Data provided:
+++

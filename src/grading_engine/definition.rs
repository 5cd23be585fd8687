//! Serde model of an authored problem and its loaders.
//!
//! A definition is plain data: nothing here shuffles or grades. Build a
//! [`Problem`](crate::grading_engine::problem::Problem) from it to do that.

use std::collections::BTreeMap;
use std::path::Path;

use serde::{Deserialize, Serialize};
use tracing::{error, info};

use crate::grading_engine::{
    error::DefinitionError,
    models::{Choice, PoolAttribute, TargetedFeedbackMode},
};

#[derive(Debug, Clone, Serialize, Deserialize)]
#[serde(deny_unknown_fields)]
pub struct ProblemDefinition {
    pub id: String,
    pub responses: Vec<ResponseDefinition>,
}

#[derive(Debug, Clone, Serialize, Deserialize)]
#[serde(tag = "type", rename_all = "snake_case")]
pub enum ResponseDefinition {
    MultipleChoice(MultipleChoiceDefinition),
    Checkbox(CheckboxDefinition),
}

#[derive(Debug, Clone, Serialize, Deserialize)]
#[serde(deny_unknown_fields)]
pub struct MultipleChoiceDefinition {
    #[serde(default)]
    pub id: Option<String>,
    pub prompt: String,
    pub choices: Vec<ChoiceDefinition>,
    /// Integer or text; anything but a positive integer disables pooling.
    #[serde(default)]
    pub answer_pool: Option<PoolAttribute>,
    #[serde(default)]
    pub targeted_feedback: Option<TargetedFeedbackMode>,
    /// Explanation id -> feedback text shown after answering.
    #[serde(default)]
    pub targeted_feedback_set: BTreeMap<String, String>,
    /// Explanation id -> solution text.
    #[serde(default)]
    pub solutions: BTreeMap<String, String>,
}

#[derive(Debug, Clone, Serialize, Deserialize)]
#[serde(deny_unknown_fields)]
pub struct CheckboxDefinition {
    #[serde(default)]
    pub id: Option<String>,
    pub prompt: String,
    pub choices: Vec<ChoiceDefinition>,
    #[serde(default)]
    pub solutions: BTreeMap<String, String>,
}

#[derive(Debug, Clone, Serialize, Deserialize)]
#[serde(deny_unknown_fields)]
pub struct ChoiceDefinition {
    pub text: String,
    #[serde(default)]
    pub correct: bool,
    pub explanation_id: String,
}

/// Turn authored choices into [`Choice`]s, numbered in authored order.
pub fn build_choices(defs: &[ChoiceDefinition]) -> Vec<Choice> {
    defs.iter()
        .enumerate()
        .map(|(i, d)| Choice::new(i, d.text.clone(), d.correct, d.explanation_id.clone()))
        .collect()
}

impl ResponseDefinition {
    pub fn explicit_id(&self) -> Option<&str> {
        match self {
            ResponseDefinition::MultipleChoice(d) => d.id.as_deref(),
            ResponseDefinition::Checkbox(d) => d.id.as_deref(),
        }
    }
}

impl ProblemDefinition {
    /// Id of the response at `index`; authored ids win over the default.
    pub fn response_id(&self, index: usize) -> String {
        self.responses
            .get(index)
            .and_then(ResponseDefinition::explicit_id)
            .map(str::to_string)
            .unwrap_or_else(|| format!("{}_{}", self.id, index))
    }

    pub fn from_json_str(s: &str) -> Result<Self, DefinitionError> {
        Ok(serde_json::from_str(s)?)
    }

    pub fn from_path(path: impl AsRef<Path>) -> Result<Self, DefinitionError> {
        let path = path.as_ref();
        let raw = std::fs::read_to_string(path).map_err(|e| {
            error!(target: "capa_answer_pool", path = %path.display(), error = %e, "Failed to read problem definition");
            e
        })?;
        match Self::from_json_str(&raw) {
            Ok(def) => {
                info!(
                    target: "capa_answer_pool",
                    path = %path.display(),
                    problem = %def.id,
                    responses = def.responses.len(),
                    "Loaded problem definition"
                );
                Ok(def)
            }
            Err(e) => {
                error!(target: "capa_answer_pool", path = %path.display(), error = %e, "Failed to parse problem definition");
                Err(e)
            }
        }
    }
}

+++

Directions for this task: Search the listing above for "Result" and copy every line that holds it.

Expected answer:
    pub fn from_json_str(s: &str) -> Result<Self, DefinitionError> {
    pub fn from_path(path: impl AsRef<Path>) -> Result<Self, DefinitionError> {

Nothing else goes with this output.